The Health Ministry has begun preparations for a potential biological attack directed at Hungary, Minister István Mikola said, while adding that although there was little chance of such an attack, one should be prepared.

"There is no need for the public to panic," Mikola said, stressing that people would be informed of any potential dangers.

The initiative came after letters containing anthrax were opened in workplaces in Florida, New York and Nevada in the US. More than 1,000 people have been tested for exposure since a Florida man’s death this month was traced to the bacteria.

The developments underscored mounting concern about a threat that, a few weeks ago, seemed hypothetical. On Monday, 12 people around the United States were said to either have anthrax, or been exposed to it. That did not include an NBC employee who was taking antibiotics after displaying possible symptoms of the disease.

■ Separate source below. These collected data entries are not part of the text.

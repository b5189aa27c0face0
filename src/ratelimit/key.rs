//! Key generation for rate limit windows.

use super::request::RequestMeta;

/// A key that uniquely identifies one rate limit window.
///
/// Under [`KeyScope::PerPath`] the key combines the client address with the
/// requested URL, so a client is tracked independently per distinct path.
/// Under [`KeyScope::Global`] the key is the client address alone.
#[derive(Debug, Clone, PartialEq, Eq, Hash)]
pub struct ClientKey {
    /// The client network address.
    pub ip: String,
    /// The requested URL, when the scope tracks paths separately.
    pub url: Option<String>,
}

/// How requests are grouped into windows.
#[derive(Debug, Clone, Copy, PartialEq, Eq)]
pub enum KeyScope {
    /// One window per client address and URL pair.
    PerPath,
    /// One window per client address across all URLs.
    Global,
}

impl KeyScope {
    /// Derive the window key for a request under this scope.
    pub fn key_for(&self, meta: &RequestMeta) -> ClientKey {
        match self {
            KeyScope::PerPath => ClientKey {
                ip: meta.client_ip.clone(),
                url: Some(meta.url.clone()),
            },
            KeyScope::Global => ClientKey {
                ip: meta.client_ip.clone(),
                url: None,
            },
        }
    }
}

impl std::fmt::Display for ClientKey {
    fn fmt(&self, f: &mut std::fmt::Formatter<'_>) -> std::fmt::Result {
        match &self.url {
            Some(url) => write!(f, "{}:{}", self.ip, url),
            None => write!(f, "{}", self.ip),
        }
    }
}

News of the anthrax cases in America and the presence of Afghan refugees in Hungary, fueled by sensationalist media reports and the Health Minister’s comments, were raising fears in the heartland of Europe.

But as a former top official in the army’s germ-defense program said, "People don’t understand how difficult it is to pull off a biological attack."

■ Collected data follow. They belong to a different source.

//! Request metadata and admission decisions.

/// The subset of an HTTP request the limiter inspects.
///
/// The middleware builds one of these per inbound request; the limiter
/// never sees headers, bodies, or the underlying connection.
#[derive(Debug, Clone)]
pub struct RequestMeta {
    /// HTTP method, e.g. `POST`.
    pub method: String,
    /// Request path including any query string, e.g. `/api/auth/local`.
    pub url: String,
    /// Client network address as reported by the pipeline.
    pub client_ip: String,
}

impl RequestMeta {
    pub fn new(
        method: impl Into<String>,
        url: impl Into<String>,
        client_ip: impl Into<String>,
    ) -> Self {
        Self {
            method: method.into(),
            url: url.into(),
            client_ip: client_ip.into(),
        }
    }
}

/// Outcome of an admission check for one request.
#[derive(Debug, Clone, Copy, PartialEq, Eq)]
pub enum Decision {
    /// The request proceeds to the wrapped handler.
    Allow,
    /// The request must be terminated with HTTP 429.
    Reject {
        /// Requests observed in the current window for this key.
        attempts: u64,
        /// Milliseconds until the key's window resets.
        retry_after_ms: u64,
    },
}

impl Decision {
    /// Whether this decision lets the request through.
    pub fn is_allowed(&self) -> bool {
        matches!(self, Decision::Allow)
    }
}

Inhalation anthrax, the form of the disease that killed a photo-editor in south Florida, is so rare that only 18 cases were reported in the United States in the 20th century.

Much of what is known about how the disease progresses was learned from a single outbreak, in the Soviet Union in 1979, in which 79 people were known to have been infected at once from an accidental release of anthrax spores grown in a germ warfare laboratory on a military base in Sverdlovsk.

Mikola said that taking preventive measures against anthrax, the only biological weapon that could pose a realistic danger to Hungary, was a main priority.

The health staff at the Hungarian Armed Forces were being trained to detect the appearance of the anthrax bacteria. Staff told reporters there was no justification at present to obtain and distribute anthrax antibiotics, either in the army or among the civilian population.

Secret Services Minister Ervin Demeter told a closed-door committee meeting in Parliament that Mikola was correct to comment on preparations for such an eventuality because the theoretical possibility of a bio-attack could not be ruled out.

But, Socialist Party President László Kovács and others have described Mikola’s remarks as unnecessary scare-mongering.

One defense analyst agreed that Hungary may be over-reacting to the threat, but he blamed that on local and international media.

"You know, a lot of rubbish has been written about bio-chemical weapons without the slightest knowledge of the physics involved, but it sells copy," he said.